[PROVIDED ENTRIES]

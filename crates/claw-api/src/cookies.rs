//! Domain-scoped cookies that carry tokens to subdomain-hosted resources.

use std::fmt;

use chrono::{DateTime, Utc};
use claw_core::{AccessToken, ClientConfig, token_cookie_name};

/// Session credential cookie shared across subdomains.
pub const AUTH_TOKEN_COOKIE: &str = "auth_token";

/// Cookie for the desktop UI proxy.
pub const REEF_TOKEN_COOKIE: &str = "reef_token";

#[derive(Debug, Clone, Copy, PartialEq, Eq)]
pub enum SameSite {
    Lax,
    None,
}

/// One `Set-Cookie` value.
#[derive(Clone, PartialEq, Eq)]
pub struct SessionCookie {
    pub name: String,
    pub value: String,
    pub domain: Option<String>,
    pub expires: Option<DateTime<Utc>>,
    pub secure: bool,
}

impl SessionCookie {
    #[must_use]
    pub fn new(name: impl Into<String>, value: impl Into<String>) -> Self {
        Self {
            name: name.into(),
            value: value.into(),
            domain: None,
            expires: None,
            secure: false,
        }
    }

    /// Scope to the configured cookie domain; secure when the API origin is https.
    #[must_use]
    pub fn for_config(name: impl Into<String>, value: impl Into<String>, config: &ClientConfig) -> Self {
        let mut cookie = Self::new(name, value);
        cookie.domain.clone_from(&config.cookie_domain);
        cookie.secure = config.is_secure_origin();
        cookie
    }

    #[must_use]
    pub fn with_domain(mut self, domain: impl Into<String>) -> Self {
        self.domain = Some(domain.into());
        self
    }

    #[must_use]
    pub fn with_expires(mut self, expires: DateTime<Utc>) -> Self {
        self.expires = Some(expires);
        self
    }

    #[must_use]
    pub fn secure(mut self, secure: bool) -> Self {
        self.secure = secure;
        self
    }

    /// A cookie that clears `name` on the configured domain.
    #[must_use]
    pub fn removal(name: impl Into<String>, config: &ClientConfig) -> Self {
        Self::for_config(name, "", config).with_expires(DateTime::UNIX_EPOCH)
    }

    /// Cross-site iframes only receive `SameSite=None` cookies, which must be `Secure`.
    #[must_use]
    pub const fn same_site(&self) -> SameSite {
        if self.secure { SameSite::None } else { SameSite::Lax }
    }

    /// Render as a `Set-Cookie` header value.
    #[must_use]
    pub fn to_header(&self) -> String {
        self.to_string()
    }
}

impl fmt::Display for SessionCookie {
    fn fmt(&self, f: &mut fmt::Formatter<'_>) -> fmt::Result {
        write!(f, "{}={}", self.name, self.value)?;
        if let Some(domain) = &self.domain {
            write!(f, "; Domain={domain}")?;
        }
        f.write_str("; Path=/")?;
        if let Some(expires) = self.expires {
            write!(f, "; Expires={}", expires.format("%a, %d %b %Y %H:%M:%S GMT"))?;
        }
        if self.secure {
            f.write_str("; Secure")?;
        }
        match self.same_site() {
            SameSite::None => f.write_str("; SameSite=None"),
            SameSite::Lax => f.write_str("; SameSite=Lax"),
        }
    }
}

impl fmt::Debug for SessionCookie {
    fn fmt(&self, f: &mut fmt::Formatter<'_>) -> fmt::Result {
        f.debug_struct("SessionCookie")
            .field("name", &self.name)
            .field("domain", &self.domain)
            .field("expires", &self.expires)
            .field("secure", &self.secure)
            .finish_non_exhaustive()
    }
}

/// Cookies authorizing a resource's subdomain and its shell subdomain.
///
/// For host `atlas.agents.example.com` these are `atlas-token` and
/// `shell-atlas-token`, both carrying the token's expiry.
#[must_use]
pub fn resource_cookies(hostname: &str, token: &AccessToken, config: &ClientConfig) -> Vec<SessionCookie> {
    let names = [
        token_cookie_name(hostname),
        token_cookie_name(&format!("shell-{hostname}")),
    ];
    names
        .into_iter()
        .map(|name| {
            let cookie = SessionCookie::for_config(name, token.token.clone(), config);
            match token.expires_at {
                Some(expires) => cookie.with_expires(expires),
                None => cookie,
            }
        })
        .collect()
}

[/PROVIDED ENTRIES]
[PROVIDED ENTRIES]

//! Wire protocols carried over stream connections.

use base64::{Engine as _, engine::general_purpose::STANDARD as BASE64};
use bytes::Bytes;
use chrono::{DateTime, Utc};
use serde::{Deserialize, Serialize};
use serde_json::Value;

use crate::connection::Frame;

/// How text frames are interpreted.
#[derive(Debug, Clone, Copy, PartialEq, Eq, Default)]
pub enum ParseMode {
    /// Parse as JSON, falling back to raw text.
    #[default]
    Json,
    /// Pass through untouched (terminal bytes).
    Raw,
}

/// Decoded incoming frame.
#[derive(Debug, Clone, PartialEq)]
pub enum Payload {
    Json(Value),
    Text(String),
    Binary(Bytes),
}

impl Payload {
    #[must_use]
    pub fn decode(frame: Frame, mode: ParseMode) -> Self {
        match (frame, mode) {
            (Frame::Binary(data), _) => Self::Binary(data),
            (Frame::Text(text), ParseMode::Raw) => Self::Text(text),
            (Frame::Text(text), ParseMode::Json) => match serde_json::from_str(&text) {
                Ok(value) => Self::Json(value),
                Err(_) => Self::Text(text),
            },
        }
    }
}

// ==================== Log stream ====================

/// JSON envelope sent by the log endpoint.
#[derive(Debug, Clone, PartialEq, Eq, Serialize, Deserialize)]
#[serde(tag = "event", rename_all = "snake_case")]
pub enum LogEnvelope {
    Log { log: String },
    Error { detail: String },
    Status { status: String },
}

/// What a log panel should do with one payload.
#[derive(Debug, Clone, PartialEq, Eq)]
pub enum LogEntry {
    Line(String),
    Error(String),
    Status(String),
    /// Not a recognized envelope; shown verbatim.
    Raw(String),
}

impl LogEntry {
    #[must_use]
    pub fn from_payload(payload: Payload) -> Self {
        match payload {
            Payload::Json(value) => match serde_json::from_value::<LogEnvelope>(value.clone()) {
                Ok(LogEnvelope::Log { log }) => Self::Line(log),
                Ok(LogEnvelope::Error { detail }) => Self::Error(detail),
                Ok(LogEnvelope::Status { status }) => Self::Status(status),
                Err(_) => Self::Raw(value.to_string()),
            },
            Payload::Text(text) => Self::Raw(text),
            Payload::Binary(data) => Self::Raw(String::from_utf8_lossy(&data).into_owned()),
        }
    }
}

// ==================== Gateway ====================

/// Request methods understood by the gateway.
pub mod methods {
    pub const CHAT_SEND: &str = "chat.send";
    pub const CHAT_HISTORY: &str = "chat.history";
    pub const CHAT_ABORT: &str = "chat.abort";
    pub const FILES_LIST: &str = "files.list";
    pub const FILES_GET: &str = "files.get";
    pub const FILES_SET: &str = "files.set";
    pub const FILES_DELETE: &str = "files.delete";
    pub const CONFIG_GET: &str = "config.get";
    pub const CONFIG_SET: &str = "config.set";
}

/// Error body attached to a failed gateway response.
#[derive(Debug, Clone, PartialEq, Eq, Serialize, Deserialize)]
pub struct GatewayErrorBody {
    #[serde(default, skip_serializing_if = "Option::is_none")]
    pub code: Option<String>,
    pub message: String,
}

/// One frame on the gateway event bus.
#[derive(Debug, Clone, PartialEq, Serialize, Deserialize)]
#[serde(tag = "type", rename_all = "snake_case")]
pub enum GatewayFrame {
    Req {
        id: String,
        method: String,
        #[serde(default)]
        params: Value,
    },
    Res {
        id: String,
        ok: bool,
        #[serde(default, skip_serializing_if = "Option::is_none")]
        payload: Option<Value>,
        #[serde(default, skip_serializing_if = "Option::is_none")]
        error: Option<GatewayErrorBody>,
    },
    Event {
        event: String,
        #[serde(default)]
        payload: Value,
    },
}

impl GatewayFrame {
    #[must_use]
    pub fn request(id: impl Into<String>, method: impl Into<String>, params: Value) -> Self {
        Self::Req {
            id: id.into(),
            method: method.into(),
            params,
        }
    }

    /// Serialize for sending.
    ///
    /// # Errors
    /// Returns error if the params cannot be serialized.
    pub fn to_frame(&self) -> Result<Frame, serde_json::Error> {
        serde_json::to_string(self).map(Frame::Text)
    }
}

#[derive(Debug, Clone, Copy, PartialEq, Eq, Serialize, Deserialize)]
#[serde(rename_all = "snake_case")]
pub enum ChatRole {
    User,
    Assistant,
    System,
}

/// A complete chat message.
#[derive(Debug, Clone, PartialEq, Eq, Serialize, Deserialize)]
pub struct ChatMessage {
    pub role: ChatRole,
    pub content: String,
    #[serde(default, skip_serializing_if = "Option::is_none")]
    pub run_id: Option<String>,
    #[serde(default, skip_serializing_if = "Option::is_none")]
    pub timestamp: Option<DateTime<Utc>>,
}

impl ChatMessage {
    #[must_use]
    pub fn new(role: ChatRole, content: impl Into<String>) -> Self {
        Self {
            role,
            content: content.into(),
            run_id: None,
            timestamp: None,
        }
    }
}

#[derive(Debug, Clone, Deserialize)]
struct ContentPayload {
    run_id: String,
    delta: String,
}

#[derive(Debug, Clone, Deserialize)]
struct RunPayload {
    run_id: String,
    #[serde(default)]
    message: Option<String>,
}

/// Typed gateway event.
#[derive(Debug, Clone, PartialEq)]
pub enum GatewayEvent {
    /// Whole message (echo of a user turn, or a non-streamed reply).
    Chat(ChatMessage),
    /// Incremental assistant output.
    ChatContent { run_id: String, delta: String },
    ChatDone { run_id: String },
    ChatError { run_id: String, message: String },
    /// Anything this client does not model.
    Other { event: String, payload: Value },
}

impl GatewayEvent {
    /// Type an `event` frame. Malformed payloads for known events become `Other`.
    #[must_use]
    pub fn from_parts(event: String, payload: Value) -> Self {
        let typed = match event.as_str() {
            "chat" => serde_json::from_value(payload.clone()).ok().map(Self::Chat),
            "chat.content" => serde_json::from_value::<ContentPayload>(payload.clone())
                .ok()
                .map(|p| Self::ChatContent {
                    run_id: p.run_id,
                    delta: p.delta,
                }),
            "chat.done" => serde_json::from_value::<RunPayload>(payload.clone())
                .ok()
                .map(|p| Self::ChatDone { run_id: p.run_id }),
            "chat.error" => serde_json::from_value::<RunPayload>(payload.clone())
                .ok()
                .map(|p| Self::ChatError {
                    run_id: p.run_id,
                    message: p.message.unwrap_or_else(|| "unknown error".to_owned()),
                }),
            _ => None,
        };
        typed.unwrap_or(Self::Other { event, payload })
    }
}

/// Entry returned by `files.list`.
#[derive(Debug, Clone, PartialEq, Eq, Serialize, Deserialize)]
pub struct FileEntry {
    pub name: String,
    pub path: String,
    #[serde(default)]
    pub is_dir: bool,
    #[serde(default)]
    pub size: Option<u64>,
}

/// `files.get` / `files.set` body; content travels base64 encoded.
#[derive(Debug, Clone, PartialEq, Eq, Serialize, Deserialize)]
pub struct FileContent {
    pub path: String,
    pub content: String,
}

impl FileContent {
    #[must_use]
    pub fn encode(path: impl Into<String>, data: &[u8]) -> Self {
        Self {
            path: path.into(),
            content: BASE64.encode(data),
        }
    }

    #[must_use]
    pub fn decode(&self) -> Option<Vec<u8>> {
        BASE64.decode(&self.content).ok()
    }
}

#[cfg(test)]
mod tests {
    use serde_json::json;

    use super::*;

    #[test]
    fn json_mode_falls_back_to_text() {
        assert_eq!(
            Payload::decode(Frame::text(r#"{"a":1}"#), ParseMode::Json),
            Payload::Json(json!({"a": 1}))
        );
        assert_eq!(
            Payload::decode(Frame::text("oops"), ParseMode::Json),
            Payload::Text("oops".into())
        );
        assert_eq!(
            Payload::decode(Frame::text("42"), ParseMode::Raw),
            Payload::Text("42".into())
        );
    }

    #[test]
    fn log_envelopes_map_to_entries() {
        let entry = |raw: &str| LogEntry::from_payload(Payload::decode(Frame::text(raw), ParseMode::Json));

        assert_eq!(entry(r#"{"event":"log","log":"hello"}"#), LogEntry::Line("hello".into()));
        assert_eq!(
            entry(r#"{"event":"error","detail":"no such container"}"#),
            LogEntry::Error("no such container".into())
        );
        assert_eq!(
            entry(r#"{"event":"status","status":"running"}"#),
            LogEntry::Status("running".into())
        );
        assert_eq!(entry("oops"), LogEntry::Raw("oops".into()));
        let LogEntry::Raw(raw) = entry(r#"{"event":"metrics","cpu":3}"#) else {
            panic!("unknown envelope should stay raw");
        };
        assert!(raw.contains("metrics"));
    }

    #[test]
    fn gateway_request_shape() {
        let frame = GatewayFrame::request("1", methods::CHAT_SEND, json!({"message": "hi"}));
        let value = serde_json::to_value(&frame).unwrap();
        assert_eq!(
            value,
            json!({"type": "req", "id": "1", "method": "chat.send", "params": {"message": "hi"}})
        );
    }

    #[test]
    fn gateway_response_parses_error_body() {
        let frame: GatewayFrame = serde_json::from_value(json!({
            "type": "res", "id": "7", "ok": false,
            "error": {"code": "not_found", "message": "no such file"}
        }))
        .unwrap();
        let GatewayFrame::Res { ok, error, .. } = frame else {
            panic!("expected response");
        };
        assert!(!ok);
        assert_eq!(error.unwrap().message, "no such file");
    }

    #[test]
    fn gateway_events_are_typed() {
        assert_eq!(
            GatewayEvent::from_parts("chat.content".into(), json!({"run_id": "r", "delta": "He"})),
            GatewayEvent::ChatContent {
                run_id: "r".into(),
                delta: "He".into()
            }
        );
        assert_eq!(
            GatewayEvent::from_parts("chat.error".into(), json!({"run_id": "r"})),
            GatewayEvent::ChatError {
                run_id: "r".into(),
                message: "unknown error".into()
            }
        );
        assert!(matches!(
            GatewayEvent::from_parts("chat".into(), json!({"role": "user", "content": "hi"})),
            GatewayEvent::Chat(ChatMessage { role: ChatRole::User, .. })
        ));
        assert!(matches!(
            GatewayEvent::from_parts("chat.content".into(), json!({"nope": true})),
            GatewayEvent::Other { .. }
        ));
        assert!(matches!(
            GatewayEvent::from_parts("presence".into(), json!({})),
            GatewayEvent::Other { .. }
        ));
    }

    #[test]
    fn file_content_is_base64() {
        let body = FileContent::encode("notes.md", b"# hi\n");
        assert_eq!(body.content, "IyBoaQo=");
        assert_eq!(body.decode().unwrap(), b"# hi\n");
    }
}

[/PROVIDED ENTRIES]

* EXERCISE AIM
Only the lines above from the one with "filename crates/claw-api/src/cookies.rs" through the one with "pub const REEF_TOKEN_COOKIE: &str" should be duplicated, character for character.

* TASK ANSWER
filename crates/claw-api/src/cookies.rs
//! Domain-scoped cookies that carry tokens to subdomain-hosted resources.

use std::fmt;

use chrono::{DateTime, Utc};
use claw_core::{AccessToken, ClientConfig, token_cookie_name};

/// Session credential cookie shared across subdomains.
pub const AUTH_TOKEN_COOKIE: &str = "auth_token";

/// Cookie for the desktop UI proxy.
pub const REEF_TOKEN_COOKIE: &str = "reef_token";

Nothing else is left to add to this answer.